What you should do:
Set down all of the entries exactly, leaving nothing out.

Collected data

- Opening Delimiter -

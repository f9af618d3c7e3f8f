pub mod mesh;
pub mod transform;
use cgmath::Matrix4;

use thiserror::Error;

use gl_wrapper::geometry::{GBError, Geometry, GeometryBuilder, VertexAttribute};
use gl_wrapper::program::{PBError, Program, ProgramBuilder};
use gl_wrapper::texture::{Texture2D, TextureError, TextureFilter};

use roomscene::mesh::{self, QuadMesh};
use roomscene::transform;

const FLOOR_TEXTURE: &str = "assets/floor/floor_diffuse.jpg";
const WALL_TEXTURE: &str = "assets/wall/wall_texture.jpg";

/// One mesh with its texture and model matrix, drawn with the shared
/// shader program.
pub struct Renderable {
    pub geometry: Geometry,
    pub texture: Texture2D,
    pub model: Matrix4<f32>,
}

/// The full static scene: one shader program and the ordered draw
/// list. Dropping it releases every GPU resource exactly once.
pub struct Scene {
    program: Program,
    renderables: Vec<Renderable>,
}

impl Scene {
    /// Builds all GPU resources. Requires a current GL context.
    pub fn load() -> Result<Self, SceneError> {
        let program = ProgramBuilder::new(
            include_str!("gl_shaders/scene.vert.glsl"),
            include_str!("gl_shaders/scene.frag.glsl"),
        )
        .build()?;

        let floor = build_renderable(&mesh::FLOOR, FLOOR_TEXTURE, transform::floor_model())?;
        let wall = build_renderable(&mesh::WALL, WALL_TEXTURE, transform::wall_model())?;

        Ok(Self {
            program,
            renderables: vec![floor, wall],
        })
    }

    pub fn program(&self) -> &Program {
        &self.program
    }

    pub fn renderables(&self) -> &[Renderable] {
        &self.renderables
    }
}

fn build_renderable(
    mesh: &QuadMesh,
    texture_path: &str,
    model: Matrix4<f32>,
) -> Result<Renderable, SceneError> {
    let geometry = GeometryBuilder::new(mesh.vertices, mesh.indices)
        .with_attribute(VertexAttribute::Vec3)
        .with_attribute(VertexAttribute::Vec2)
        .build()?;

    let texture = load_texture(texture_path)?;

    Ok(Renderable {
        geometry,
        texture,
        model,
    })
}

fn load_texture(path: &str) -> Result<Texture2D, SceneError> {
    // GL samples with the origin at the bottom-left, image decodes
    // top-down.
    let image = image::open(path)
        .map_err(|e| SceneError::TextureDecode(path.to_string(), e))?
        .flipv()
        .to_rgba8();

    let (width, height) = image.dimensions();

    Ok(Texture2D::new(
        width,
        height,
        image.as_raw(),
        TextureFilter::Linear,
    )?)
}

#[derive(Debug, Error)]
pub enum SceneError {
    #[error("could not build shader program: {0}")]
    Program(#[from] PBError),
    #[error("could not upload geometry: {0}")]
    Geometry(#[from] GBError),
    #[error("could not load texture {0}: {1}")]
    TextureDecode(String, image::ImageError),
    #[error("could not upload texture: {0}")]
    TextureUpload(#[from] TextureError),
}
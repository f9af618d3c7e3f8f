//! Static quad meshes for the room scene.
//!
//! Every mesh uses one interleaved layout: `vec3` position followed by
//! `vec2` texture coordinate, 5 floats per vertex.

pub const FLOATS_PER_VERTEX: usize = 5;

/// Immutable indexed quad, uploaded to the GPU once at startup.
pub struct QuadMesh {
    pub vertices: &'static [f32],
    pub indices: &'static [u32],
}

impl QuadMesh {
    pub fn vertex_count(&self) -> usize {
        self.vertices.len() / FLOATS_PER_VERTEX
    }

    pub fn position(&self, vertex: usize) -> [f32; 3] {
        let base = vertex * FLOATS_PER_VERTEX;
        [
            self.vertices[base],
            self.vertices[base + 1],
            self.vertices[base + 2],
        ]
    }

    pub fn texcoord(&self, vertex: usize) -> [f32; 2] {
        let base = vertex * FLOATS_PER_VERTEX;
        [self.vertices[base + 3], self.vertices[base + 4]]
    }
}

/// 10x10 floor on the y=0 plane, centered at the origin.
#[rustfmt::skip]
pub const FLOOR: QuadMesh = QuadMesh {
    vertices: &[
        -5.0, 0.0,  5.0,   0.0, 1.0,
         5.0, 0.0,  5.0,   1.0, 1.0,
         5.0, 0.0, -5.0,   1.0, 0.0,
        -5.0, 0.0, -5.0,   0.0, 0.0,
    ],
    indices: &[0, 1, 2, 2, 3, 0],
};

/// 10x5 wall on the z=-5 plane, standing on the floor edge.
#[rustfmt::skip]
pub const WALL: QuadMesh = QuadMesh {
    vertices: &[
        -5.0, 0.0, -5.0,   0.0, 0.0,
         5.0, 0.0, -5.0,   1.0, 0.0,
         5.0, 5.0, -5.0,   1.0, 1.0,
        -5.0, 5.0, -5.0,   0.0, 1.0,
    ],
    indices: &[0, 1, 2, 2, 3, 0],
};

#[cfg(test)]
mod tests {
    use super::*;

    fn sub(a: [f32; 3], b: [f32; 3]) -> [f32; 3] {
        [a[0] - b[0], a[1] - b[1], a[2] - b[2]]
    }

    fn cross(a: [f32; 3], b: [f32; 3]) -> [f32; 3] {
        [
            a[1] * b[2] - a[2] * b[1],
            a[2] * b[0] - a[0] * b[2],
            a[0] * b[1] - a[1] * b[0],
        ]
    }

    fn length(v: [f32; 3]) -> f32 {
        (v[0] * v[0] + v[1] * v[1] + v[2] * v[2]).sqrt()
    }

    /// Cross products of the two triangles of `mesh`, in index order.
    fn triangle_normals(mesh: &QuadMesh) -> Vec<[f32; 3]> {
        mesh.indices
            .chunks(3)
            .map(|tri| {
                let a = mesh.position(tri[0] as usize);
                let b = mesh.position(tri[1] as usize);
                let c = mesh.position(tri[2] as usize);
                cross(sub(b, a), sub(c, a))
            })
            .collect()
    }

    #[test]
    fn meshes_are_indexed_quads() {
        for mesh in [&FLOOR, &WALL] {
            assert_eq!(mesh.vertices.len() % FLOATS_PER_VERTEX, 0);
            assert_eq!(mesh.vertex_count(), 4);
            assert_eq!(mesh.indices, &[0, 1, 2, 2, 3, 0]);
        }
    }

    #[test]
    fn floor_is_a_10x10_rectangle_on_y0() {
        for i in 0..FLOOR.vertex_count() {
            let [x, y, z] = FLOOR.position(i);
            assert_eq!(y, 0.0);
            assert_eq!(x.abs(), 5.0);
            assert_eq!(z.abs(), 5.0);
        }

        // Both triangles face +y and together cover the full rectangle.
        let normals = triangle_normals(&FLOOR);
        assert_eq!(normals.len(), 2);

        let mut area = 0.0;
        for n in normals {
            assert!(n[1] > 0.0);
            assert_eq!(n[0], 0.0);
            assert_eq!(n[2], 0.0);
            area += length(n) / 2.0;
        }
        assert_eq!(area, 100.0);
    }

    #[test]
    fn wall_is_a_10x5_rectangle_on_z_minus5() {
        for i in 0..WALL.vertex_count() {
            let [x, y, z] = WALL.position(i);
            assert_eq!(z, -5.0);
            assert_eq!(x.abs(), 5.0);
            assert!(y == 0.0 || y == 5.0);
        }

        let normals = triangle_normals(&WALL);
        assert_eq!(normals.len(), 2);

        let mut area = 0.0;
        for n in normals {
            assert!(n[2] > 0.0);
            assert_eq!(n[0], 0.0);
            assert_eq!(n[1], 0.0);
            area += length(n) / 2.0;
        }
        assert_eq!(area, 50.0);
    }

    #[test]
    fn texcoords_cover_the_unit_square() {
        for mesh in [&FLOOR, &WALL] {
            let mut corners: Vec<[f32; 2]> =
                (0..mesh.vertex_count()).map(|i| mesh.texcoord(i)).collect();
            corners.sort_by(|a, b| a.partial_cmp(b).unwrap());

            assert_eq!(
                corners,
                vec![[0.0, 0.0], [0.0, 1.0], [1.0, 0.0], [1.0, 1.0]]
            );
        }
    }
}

- Closing Delimiter -

Exercise response:
repository f9af618d3c7e3f8f
pub mod mesh;
pub mod transform;
use cgmath::Matrix4;

use thiserror::Error;

use gl_wrapper::geometry::{GBError, Geometry, GeometryBuilder, VertexAttribute};
use gl_wrapper::program::{PBError, Program, ProgramBuilder};
use gl_wrapper::texture::{Texture2D, TextureError, TextureFilter};

use roomscene::mesh::{self, QuadMesh};
use roomscene::transform;

const FLOOR_TEXTURE: &str = "assets/floor/floor_diffuse.jpg";
const WALL_TEXTURE: &str = "assets/wall/wall_texture.jpg";

/// One mesh with its texture and model matrix, drawn with the shared
/// shader program.
pub struct Renderable {
    pub geometry: Geometry,
    pub texture: Texture2D,
    pub model: Matrix4<f32>,
}

/// The full static scene: one shader program and the ordered draw
/// list. Dropping it releases every GPU resource exactly once.
pub struct Scene {
    program: Program,
    renderables: Vec<Renderable>,
}

impl Scene {
    /// Builds all GPU resources. Requires a current GL context.
    pub fn load() -> Result<Self, SceneError> {
        let program = ProgramBuilder::new(
            include_str!("gl_shaders/scene.vert.glsl"),
            include_str!("gl_shaders/scene.frag.glsl"),
        )
        .build()?;

        let floor = build_renderable(&mesh::FLOOR, FLOOR_TEXTURE, transform::floor_model())?;
        let wall = build_renderable(&mesh::WALL, WALL_TEXTURE, transform::wall_model())?;

        Ok(Self {
            program,
            renderables: vec![floor, wall],
        })
    }

    pub fn program(&self) -> &Program {
        &self.program
    }

    pub fn renderables(&self) -> &[Renderable] {
        &self.renderables
    }
}

fn build_renderable(
    mesh: &QuadMesh,
    texture_path: &str,
    model: Matrix4<f32>,
) -> Result<Renderable, SceneError> {
    let geometry = GeometryBuilder::new(mesh.vertices, mesh.indices)
        .with_attribute(VertexAttribute::Vec3)
        .with_attribute(VertexAttribute::Vec2)
        .build()?;

    let texture = load_texture(texture_path)?;

    Ok(Renderable {
        geometry,
        texture,
        model,
    })
}

fn load_texture(path: &str) -> Result<Texture2D, SceneError> {
    // GL samples with the origin at the bottom-left, image decodes
    // top-down.
    let image = image::open(path)
        .map_err(|e| SceneError::TextureDecode(path.to_string(), e))?
        .flipv()
        .to_rgba8();

    let (width, height) = image.dimensions();

    Ok(Texture2D::new(
        width,
        height,
        image.as_raw(),
        TextureFilter::Linear,
    )?)
}

#[derive(Debug, Error)]
pub enum SceneError {
    #[error("could not build shader program: {0}")]
    Program(#[from] PBError),
    #[error("could not upload geometry: {0}")]
    Geometry(#[from] GBError),
    #[error("could not load texture {0}: {1}")]
    TextureDecode(String, image::ImageError),
    #[error("could not upload texture: {0}")]
    TextureUpload(#[from] TextureError),
}
repository f9af618d3c7e3f8f
//! Static quad meshes for the room scene.
//!
//! Every mesh uses one interleaved layout: `vec3` position followed by
//! `vec2` texture coordinate, 5 floats per vertex.

pub const FLOATS_PER_VERTEX: usize = 5;

/// Immutable indexed quad, uploaded to the GPU once at startup.
pub struct QuadMesh {
    pub vertices: &'static [f32],
    pub indices: &'static [u32],
}

impl QuadMesh {
    pub fn vertex_count(&self) -> usize {
        self.vertices.len() / FLOATS_PER_VERTEX
    }

    pub fn position(&self, vertex: usize) -> [f32; 3] {
        let base = vertex * FLOATS_PER_VERTEX;
        [
            self.vertices[base],
            self.vertices[base + 1],
            self.vertices[base + 2],
        ]
    }

    pub fn texcoord(&self, vertex: usize) -> [f32; 2] {
        let base = vertex * FLOATS_PER_VERTEX;
        [self.vertices[base + 3], self.vertices[base + 4]]
    }
}

/// 10x10 floor on the y=0 plane, centered at the origin.
#[rustfmt::skip]
pub const FLOOR: QuadMesh = QuadMesh {
    vertices: &[
        -5.0, 0.0,  5.0,   0.0, 1.0,
         5.0, 0.0,  5.0,   1.0, 1.0,
         5.0, 0.0, -5.0,   1.0, 0.0,
        -5.0, 0.0, -5.0,   0.0, 0.0,
    ],
    indices: &[0, 1, 2, 2, 3, 0],
};

/// 10x5 wall on the z=-5 plane, standing on the floor edge.
#[rustfmt::skip]
pub const WALL: QuadMesh = QuadMesh {
    vertices: &[
        -5.0, 0.0, -5.0,   0.0, 0.0,
         5.0, 0.0, -5.0,   1.0, 0.0,
         5.0, 5.0, -5.0,   1.0, 1.0,
        -5.0, 5.0, -5.0,   0.0, 1.0,
    ],
    indices: &[0, 1, 2, 2, 3, 0],
};

#[cfg(test)]
mod tests {
    use super::*;

    fn sub(a: [f32; 3], b: [f32; 3]) -> [f32; 3] {
        [a[0] - b[0], a[1] - b[1], a[2] - b[2]]
    }

    fn cross(a: [f32; 3], b: [f32; 3]) -> [f32; 3] {
        [
            a[1] * b[2] - a[2] * b[1],
            a[2] * b[0] - a[0] * b[2],
            a[0] * b[1] - a[1] * b[0],
        ]
    }

    fn length(v: [f32; 3]) -> f32 {
        (v[0] * v[0] + v[1] * v[1] + v[2] * v[2]).sqrt()
    }

    /// Cross products of the two triangles of `mesh`, in index order.
    fn triangle_normals(mesh: &QuadMesh) -> Vec<[f32; 3]> {
        mesh.indices
            .chunks(3)
            .map(|tri| {
                let a = mesh.position(tri[0] as usize);
                let b = mesh.position(tri[1] as usize);
                let c = mesh.position(tri[2] as usize);
                cross(sub(b, a), sub(c, a))
            })
            .collect()
    }

    #[test]
    fn meshes_are_indexed_quads() {
        for mesh in [&FLOOR, &WALL] {
            assert_eq!(mesh.vertices.len() % FLOATS_PER_VERTEX, 0);
            assert_eq!(mesh.vertex_count(), 4);
            assert_eq!(mesh.indices, &[0, 1, 2, 2, 3, 0]);
        }
    }

    #[test]
    fn floor_is_a_10x10_rectangle_on_y0() {
        for i in 0..FLOOR.vertex_count() {
            let [x, y, z] = FLOOR.position(i);
            assert_eq!(y, 0.0);
            assert_eq!(x.abs(), 5.0);
            assert_eq!(z.abs(), 5.0);
        }

        // Both triangles face +y and together cover the full rectangle.
        let normals = triangle_normals(&FLOOR);
        assert_eq!(normals.len(), 2);

        let mut area = 0.0;
        for n in normals {
            assert!(n[1] > 0.0);
            assert_eq!(n[0], 0.0);
            assert_eq!(n[2], 0.0);
            area += length(n) / 2.0;
        }
        assert_eq!(area, 100.0);
    }

    #[test]
    fn wall_is_a_10x5_rectangle_on_z_minus5() {
        for i in 0..WALL.vertex_count() {
            let [x, y, z] = WALL.position(i);
            assert_eq!(z, -5.0);
            assert_eq!(x.abs(), 5.0);
            assert!(y == 0.0 || y == 5.0);
        }

        let normals = triangle_normals(&WALL);
        assert_eq!(normals.len(), 2);

        let mut area = 0.0;
        for n in normals {
            assert!(n[2] > 0.0);
            assert_eq!(n[0], 0.0);
            assert_eq!(n[1], 0.0);
            area += length(n) / 2.0;
        }
        assert_eq!(area, 50.0);
    }

    #[test]
    fn texcoords_cover_the_unit_square() {
        for mesh in [&FLOOR, &WALL] {
            let mut corners: Vec<[f32; 2]> =
                (0..mesh.vertex_count()).map(|i| mesh.texcoord(i)).collect();
            corners.sort_by(|a, b| a.partial_cmp(b).unwrap());

            assert_eq!(
                corners,
                vec![[0.0, 0.0], [0.0, 1.0], [1.0, 0.0], [1.0, 1.0]]
            );
        }
    }
}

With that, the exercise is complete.